At the time of the introduction of the euro, there was a much-vaunted suggestion that pension funds within the euro-11 would adopt a new ‘pan-euro’ strategy, that would redefine international investments in the Euro-zone as ‘domestic’. The extent to which this has in fact come to pass is not clear, although there is no doubt that in the vanguard this strategy has been adopted – with pan-European manager structures to match. For Euro-zone investors, how has this affected their currency exposure strategy?
One approach (mainly Netherlands-based) is to view the entire EU as ‘domestic’. The impact of this is to require the elimination of residual currency risk associated with the non-Euro countries – UK, Switzerland, Sweden, Denmark and Norway. This has prompted a fully hedged strategic benchmark to be applied to these investments (which in the case of UK and Switzerland are substantial allocations).
When this strategy was conceived, in the latter part of 1998, it was widely regarded (within the Euro- zone) as axiomatic that the euro would be a ‘strong’ currency, and that overlay would deliver potential return benefits, as well as risk-reduction. The opposite has been the case – and the (opportunity) cost of these overlay programmes have tested the resolve of these funds. Those with a strong supporting risk-reduction case will (rightly) view the past 18 months as part of the inevitable, and volatile, cycle of currency movements.

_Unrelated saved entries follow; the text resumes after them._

/// QRコード画像レンダラー（外部サービス）
///
/// 任意の文字列を受け取り、その文字列をエンコードしたQR画像のURLを返す。
/// 外部サービスへの通信は行わず、URLの組み立てのみ。
#[derive(Clone)]
pub struct QrRenderer {
    base_url: String,
}

impl QrRenderer {
    /// # Arguments
    /// * `base_url` - 末尾にURIエンコード済みデータを連結するベースURL
    pub fn new(base_url: impl Into<String>) -> Self {
        Self {
            base_url: base_url.into(),
        }
    }

    pub fn render(&self, data: &str) -> String {
        format!("{}{}", self.base_url, urlencoding::encode(data))
    }
}
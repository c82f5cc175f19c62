use data_encoding::BASE32;
use rand::RngCore;
use subtle::{Choice, ConstantTimeEq};
use time::OffsetDateTime;
use totp_rs::{Algorithm, TOTP};

use crate::error::AppError;

/// コード桁数
pub const DIGITS: usize = 6;
/// タイムステップ（秒）
pub const STEP_SECS: u64 = 30;
/// 前後に許容するステップ数
pub const SKEW_STEPS: u64 = 1;

/// 20バイトのランダムシークレットを生成し、Base32でエンコード（32文字）
pub fn generate_secret() -> String {
    let mut bytes = [0u8; 20];
    rand::rngs::OsRng.fill_bytes(&mut bytes);
    BASE32.encode(&bytes)
}

/// 現在時刻のカウンタ（UNIX秒 / 30 の切り捨て）
pub fn current_counter() -> u64 {
    counter_at(OffsetDateTime::now_utc())
}

/// 指定時刻のカウンタ
pub fn counter_at(at: OffsetDateTime) -> u64 {
    u64::try_from(at.unix_timestamp()).unwrap_or(0) / STEP_SECS
}

/// シークレットとカウンタから6桁のコードを導出
///
/// HMAC-SHA1 + 動的切り詰め（RFC 4226 / RFC 6238）
pub fn derive_passcode(secret: &str, counter: u64) -> Result<String, AppError> {
    let totp = build_totp(secret)?;
    Ok(totp.generate(counter.saturating_mul(STEP_SECS)))
}

/// 指定カウンタの前後1ステップでコードを検証
///
/// # Security
/// - 3候補すべてを定数時間で比較し、どのカウンタで一致したかは返さない
/// - 6桁の数字以外は導出前に拒否
pub fn verify_at_counter(secret: &str, code: &str, now_counter: u64) -> Result<bool, AppError> {
    let Some(code) = normalize_code(code) else {
        return Ok(false);
    };

    let totp = build_totp(secret)?;
    let first = now_counter.saturating_sub(SKEW_STEPS);
    let last = now_counter.saturating_add(SKEW_STEPS);

    let mut matched = Choice::from(0);
    for counter in first..=last {
        let expected = totp.generate(counter.saturating_mul(STEP_SECS));
        matched |= expected.as_bytes().ct_eq(code.as_bytes());
    }

    Ok(matched.into())
}

/// 現在時刻でコードを検証
pub fn verify(secret: &str, code: &str) -> Result<bool, AppError> {
    verify_at_counter(secret, code, current_counter())
}

/// 認証アプリ向けのプロビジョニングURIを構築
///
/// `otpauth://totp/<issuer>:<email>?secret=<secret>&issuer=<issuer>`
pub fn provisioning_uri(issuer: &str, email: &str, secret: &str) -> String {
    let issuer = urlencoding::encode(issuer);
    format!(
        "otpauth://totp/{}:{}?secret={}&issuer={}",
        issuer,
        urlencoding::encode(email),
        secret,
        issuer
    )
}

/// 空白とハイフンを除去し、6桁の数字であれば返す
fn normalize_code(code: &str) -> Option<String> {
    let code: String = code
        .chars()
        .filter(|c| !c.is_whitespace() && *c != '-')
        .collect();
    (code.len() == DIGITS && code.chars().all(|c| c.is_ascii_digit())).then_some(code)
}

fn build_totp(secret: &str) -> Result<TOTP, AppError> {
    let secret_bytes = BASE32.decode(secret.as_bytes()).map_err(|e| {
        tracing::error!(error = ?e, "シークレットのBase32デコードエラー");
        AppError::Internal(anyhow::anyhow!("invalid base32 secret"))
    })?;

    TOTP::new(
        Algorithm::SHA1,
        DIGITS,
        SKEW_STEPS as u8,
        STEP_SECS,
        secret_bytes,
        None,
        String::new(),
    )
    .map_err(|e| {
        tracing::error!(error = %e, "TOTP作成エラー");
        AppError::Internal(anyhow::anyhow!("totp creation error"))
    })
}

The same view – that of prospective euro strength – did prompt some Euro-zone funds in late 1998 to review their currency strategy with respect to non-EU investments, essentially the US and Japan. Some concluded that they wished to reduce or remove their strategic exposure to these currencies, and they implemented currency overlay programmes. A brief survey of our database in this area, however, indicates that the majority chose active briefs over passive.
Switzerland has little overlay; despite the (erroneous) ‘lay’ view that the Swiss franc is a strong currency. However, as Swiss funds ‘modernise’ – ie, adopt the objective benchmark/specialist manager route, they are inevitably coming up against currency exposure as a strategic issue.

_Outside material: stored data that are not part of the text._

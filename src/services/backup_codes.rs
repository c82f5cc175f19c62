use std::collections::HashSet;

use rand::Rng;
use sha2::{Digest, Sha256};

/// バックアップコードの長さ
pub const CODE_LENGTH: usize = 8;

const CHARSET: &[u8] = b"ABCDEFGHIJKLMNOPQRSTUVWXYZ0123456789";

/// 8文字（英大文字・数字）のバックアップコードを `count` 個生成
///
/// バッチ内の重複は除外する
pub fn generate_backup_codes(count: usize) -> Vec<String> {
    let mut rng = rand::rngs::OsRng;
    let mut seen = HashSet::with_capacity(count);
    let mut codes = Vec::with_capacity(count);

    while codes.len() < count {
        let code: String = (0..CODE_LENGTH)
            .map(|_| CHARSET[rng.gen_range(0..CHARSET.len())] as char)
            .collect();
        if seen.insert(code.clone()) {
            codes.push(code);
        }
    }

    codes
}

/// バックアップコードをSHA256でハッシュ化（保存・照合用）
///
/// 前後の空白は除去し、大文字に揃えてからハッシュ化する
pub fn hash_backup_code(code: &str) -> String {
    let mut hasher = Sha256::new();
    hasher.update(code.trim().to_ascii_uppercase().as_bytes());
    format!("{:x}", hasher.finalize())
}
use std::net::SocketAddr;
use std::time::Duration;

use secrecy::ExposeSecret;
use sqlx::postgres::PgPoolOptions;
use tokio::net::TcpListener;
use tracing_subscriber::{EnvFilter, layer::SubscriberExt, util::SubscriberInitExt};

use secondfactor::{config::Config, create_router, state::AppState};

#[tokio::main]
async fn main() -> anyhow::Result<()> {
    // ログ初期化（JSON形式、環境変数でレベル制御）
    init_tracing();

    tracing::info!("secondfactor 起動中...");

    // 設定読み込み
    let config = Config::load().map_err(|e| {
        tracing::error!(error = ?e, "設定の読み込みに失敗");
        anyhow::anyhow!("Failed to load config: {}", e)
    })?;

    tracing::info!(
        host = %config.host,
        port = %config.port,
        issuer = %config.totp_issuer,
        "設定読み込み完了"
    );

    let addr: SocketAddr = format!("{}:{}", config.host, config.port)
        .parse()
        .map_err(|e| {
            tracing::error!(error = ?e, "アドレスのパースに失敗");
            anyhow::anyhow!("Failed to parse address: {}", e)
        })?;

    // データベース接続プール作成（取得待ちもストアのタイムアウトに揃える）
    let db_pool = PgPoolOptions::new()
        .max_connections(config.db_max_connections)
        .acquire_timeout(Duration::from_secs(config.store_timeout_secs))
        .connect(config.database_url.expose_secret())
        .await
        .map_err(|e| {
            tracing::error!(error = ?e, "データベース接続に失敗");
            anyhow::anyhow!("Failed to connect to database: {}", e)
        })?;

    tracing::info!("データベース接続完了");

    let state = AppState::new(db_pool, &config).map_err(|e| {
        tracing::error!(error = ?e, "AppState の構築に失敗");
        anyhow::anyhow!("Failed to create AppState: {}", e)
    })?;

    let app = create_router(state);

    let listener = TcpListener::bind(&addr).await.map_err(|e| {
        tracing::error!(error = ?e, addr = %addr, "ポートのバインドに失敗");
        anyhow::anyhow!("Failed to bind to {}: {}", addr, e)
    })?;

    tracing::info!(addr = %addr, "サーバー起動");

    // Graceful shutdown 対応
    axum::serve(listener, app)
        .with_graceful_shutdown(shutdown_signal())
        .await
        .map_err(|e| {
            tracing::error!(error = ?e, "サーバーエラー");
            anyhow::anyhow!("Server error: {}", e)
        })?;

    tracing::info!("サーバー終了");

    Ok(())
}

/// tracing の初期化（JSON形式）
fn init_tracing() {
    let env_filter = EnvFilter::try_from_default_env()
        .unwrap_or_else(|_| EnvFilter::new("info,secondfactor=debug"));

    tracing_subscriber::registry()
        .with(env_filter)
        .with(tracing_subscriber::fmt::layer().json())
        .init();
}

/// Graceful shutdown シグナル待機
async fn shutdown_signal() {
    let ctrl_c = async {
        if let Err(e) = tokio::signal::ctrl_c().await {
            tracing::error!(error = ?e, "Ctrl+C ハンドラーのインストールに失敗");
        }
    };

    #[cfg(unix)]
    let terminate = async {
        match tokio::signal::unix::signal(tokio::signal::unix::SignalKind::terminate()) {
            Ok(mut signal) => {
                signal.recv().await;
            }
            Err(e) => {
                tracing::error!(error = ?e, "SIGTERM ハンドラーのインストールに失敗");
            }
        }
    };

    #[cfg(not(unix))]
    let terminate = std::future::pending::<()>();

    tokio::select! {
        _ = ctrl_c => {
            tracing::info!("Ctrl+C received, starting graceful shutdown");
        }
        _ = terminate => {
            tracing::info!("SIGTERM received, starting graceful shutdown");
        }
    }
}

A small number have set hedged or partially hedged strategic benchmarks, although again the evidence is that most have opted for active overlay.

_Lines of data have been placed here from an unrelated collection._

use std::sync::Arc;

use serde::Serialize;
use uuid::Uuid;

use crate::error::AppError;
use crate::models::{SecondFactorRecord, SecondFactorState};
use crate::repositories::SecondFactorStore;
use crate::services::backup_codes::{generate_backup_codes, hash_backup_code};
use crate::services::{QrRenderer, SecretCipher, totp};

/// 2FA設定開始時の返却値
///
/// シークレットとバックアップコードを平文で返すのはこの時だけ
#[derive(Debug, Serialize)]
pub struct SetupResult {
    pub secret: String,
    pub otpauth_uri: String,
    pub qr_code_url: String,
    pub backup_codes: Vec<String>,
}

/// 2FAの状態
#[derive(Debug, Serialize)]
pub struct TwoFactorStatus {
    pub state: SecondFactorState,
    pub backup_codes_remaining: usize,
}

/// 二要素認証のライフサイクル管理
///
/// 状態遷移: 未設定 → 未確認 → 有効 → 未設定（無効化でレコード削除）
///
/// # Security
/// - 誤ったコードはエラーではなく `false` / `None` で返す
/// - シークレット・コードはログ出力禁止
#[derive(Clone)]
pub struct TwoFactorService {
    store: Arc<dyn SecondFactorStore>,
    cipher: SecretCipher,
    qr_renderer: QrRenderer,
    issuer: String,
    backup_code_count: usize,
    /// 未設定・未確認ユーザーの検証で使う使い捨てシークレット（暗号化済み）
    decoy_secret_encrypted: Arc<[u8]>,
}

impl TwoFactorService {
    pub fn new(
        store: Arc<dyn SecondFactorStore>,
        cipher: SecretCipher,
        qr_renderer: QrRenderer,
        issuer: String,
        backup_code_count: usize,
    ) -> Result<Self, AppError> {
        let decoy_secret_encrypted = cipher.encrypt(&totp::generate_secret())?.into();

        Ok(Self {
            store,
            cipher,
            qr_renderer,
            issuer,
            backup_code_count,
            decoy_secret_encrypted,
        })
    }

    /// 2FA設定を開始
    ///
    /// 未確認のレコードがあれば置き換える。有効化済みの場合は先に無効化が必要
    pub async fn setup(&self, user_id: Uuid, email: &str) -> Result<SetupResult, AppError> {
        let secret = totp::generate_secret();
        let backup_codes = generate_backup_codes(self.backup_code_count);
        let hashes = hash_all(&backup_codes);

        let encrypted = self.cipher.encrypt(&secret)?;
        if !self.store.put_pending(user_id, &encrypted, &hashes).await? {
            tracing::warn!(user_id = %user_id, "2FA設定開始: 既に有効");
            return Err(AppError::AlreadyEnabled);
        }

        let otpauth_uri = totp::provisioning_uri(&self.issuer, email, &secret);
        let qr_code_url = self.qr_renderer.render(&otpauth_uri);

        tracing::info!(user_id = %user_id, "2FA設定開始");

        Ok(SetupResult {
            secret,
            otpauth_uri,
            qr_code_url,
            backup_codes,
        })
    }

    /// 初回コード検証で2FAを有効化
    pub async fn activate(&self, user_id: Uuid, code: &str) -> Result<bool, AppError> {
        let record = self
            .store
            .get(user_id)
            .await?
            .ok_or(AppError::NotConfigured)?;

        if record.enabled {
            return Err(AppError::AlreadyEnabled);
        }

        if !self.verify_time_code(&record, code)? {
            tracing::warn!(user_id = %user_id, "2FA有効化: コード不一致");
            return Ok(false);
        }

        // 検証の間に他のリクエストが有効化・削除した場合
        if !self.store.enable(user_id).await? {
            return match self.store.get(user_id).await? {
                Some(current) if current.enabled => Err(AppError::AlreadyEnabled),
                _ => Err(AppError::NotConfigured),
            };
        }

        tracing::info!(user_id = %user_id, "2FA有効化完了");
        Ok(true)
    }

    /// 2FAを無効化（レコード削除）
    pub async fn deactivate(&self, user_id: Uuid, code: &str) -> Result<bool, AppError> {
        let record = self.active_record(user_id).await?;

        if !self.verify_time_code(&record, code)? {
            tracing::warn!(user_id = %user_id, "2FA無効化: コード不一致");
            return Ok(false);
        }

        // 他のリクエストが先に削除した場合
        if !self.store.delete(user_id).await? {
            return Err(AppError::NotEnabled);
        }

        tracing::info!(user_id = %user_id, "2FA無効化完了");
        Ok(true)
    }

    /// サインイン時の2FA検証
    ///
    /// 未設定・未確認のユーザーはエラーではなく `false`。
    /// TOTPコードが一致しなければバックアップコードとして照合し、一致したものは消費する
    ///
    /// # Security
    /// 未設定・未確認でも使い捨てシークレットで復号・照合・消費クエリまで同じ手順を踏み、
    /// 応答時間から2FAの有無を推測できないようにする
    pub async fn verify_at_sign_in(&self, user_id: Uuid, code: &str) -> Result<bool, AppError> {
        let record = self.store.get(user_id).await?.filter(|r| r.enabled);
        let secret_encrypted = record
            .as_ref()
            .map_or(&*self.decoy_secret_encrypted, |r| r.secret_encrypted.as_slice());

        let time_code_matched = self.verify_encrypted(secret_encrypted, code)?;
        if time_code_matched && record.is_some() {
            tracing::info!(user_id = %user_id, "2FA検証成功");
            return Ok(true);
        }

        // ストア側で有効なレコードに限定されるため、未設定・未確認なら何も消費されない
        if self
            .store
            .remove_backup_code(user_id, &hash_backup_code(code))
            .await?
        {
            tracing::info!(
                user_id = %user_id,
                remaining = record.map_or(0, |r| r.backup_codes.len().saturating_sub(1)),
                "2FA検証成功（バックアップコード使用）"
            );
            return Ok(true);
        }

        tracing::warn!(user_id = %user_id, "2FA検証失敗");
        Ok(false)
    }

    /// バックアップコードを再発行
    ///
    /// TOTPコードのみ受け付ける（バックアップコードでの再発行は不可）
    pub async fn regenerate_backup_codes(
        &self,
        user_id: Uuid,
        code: &str,
    ) -> Result<Option<Vec<String>>, AppError> {
        let record = self.active_record(user_id).await?;

        if !self.verify_time_code(&record, code)? {
            tracing::warn!(user_id = %user_id, "バックアップコード再発行: コード不一致");
            return Ok(None);
        }

        let backup_codes = generate_backup_codes(self.backup_code_count);
        if !self
            .store
            .replace_backup_codes(user_id, &hash_all(&backup_codes))
            .await?
        {
            return Err(AppError::NotEnabled);
        }

        tracing::info!(user_id = %user_id, count = backup_codes.len(), "バックアップコード再発行");
        Ok(Some(backup_codes))
    }

    /// 2FAが有効かどうか
    pub async fn is_enabled(&self, user_id: Uuid) -> Result<bool, AppError> {
        Ok(self
            .store
            .get(user_id)
            .await?
            .is_some_and(|record| record.enabled))
    }

    pub async fn status(&self, user_id: Uuid) -> Result<TwoFactorStatus, AppError> {
        let record = self.store.get(user_id).await?;
        Ok(TwoFactorStatus {
            state: SecondFactorState::of(record.as_ref()),
            backup_codes_remaining: record
                .filter(|r| r.enabled)
                .map_or(0, |r| r.backup_codes.len()),
        })
    }

    async fn active_record(&self, user_id: Uuid) -> Result<SecondFactorRecord, AppError> {
        self.store
            .get(user_id)
            .await?
            .filter(|record| record.enabled)
            .ok_or(AppError::NotEnabled)
    }

    fn verify_time_code(&self, record: &SecondFactorRecord, code: &str) -> Result<bool, AppError> {
        self.verify_encrypted(&record.secret_encrypted, code)
    }

    fn verify_encrypted(&self, secret_encrypted: &[u8], code: &str) -> Result<bool, AppError> {
        let secret = self.cipher.decrypt(secret_encrypted)?;
        totp::verify(&secret, code)
    }
}

fn hash_all(codes: &[String]) -> Vec<String> {
    codes.iter().map(|c| hash_backup_code(c)).collect()
}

In the UK, a tiny minority of funds have hedged or partially hedged benchmarks, and consequently little passive currency overlay. The advent of the euro has not been viewed as a fundamental change in the currency exposures of pension funds, and the persistence of peer-group benchmarks and the still-prevailing view of the pound as a weak currency has contributed to this view.
However, there are signs that the consulting community has recognised that currency exposure has not had a diversifying effect on UK funds, and that the pound has in fact been a strong currency over the past 20 years, not a weak one. This is just now prompting a re-appraisal (or mostly just an appraisal for the first time!) of currency strategic benchmarks, and it is likely that this will lead to a series of changes to partially or fully hedged benchmarks in larger, mature and internationalised funds. Whether this prompts a rash of passive overlay mandates, or of active mandates, depends on how convinced consultants and funds are of the case for active value-added in currency overlay, and whether funds have a high aversion to the cash-outflow that passive overlay can bring.
What is clear in current trends in Europe, however, is that currency overlay is moving from a fringe interest to centre stage, and that the next few years will see a continuous stream of new overlay mandates in Europe, both passive and active.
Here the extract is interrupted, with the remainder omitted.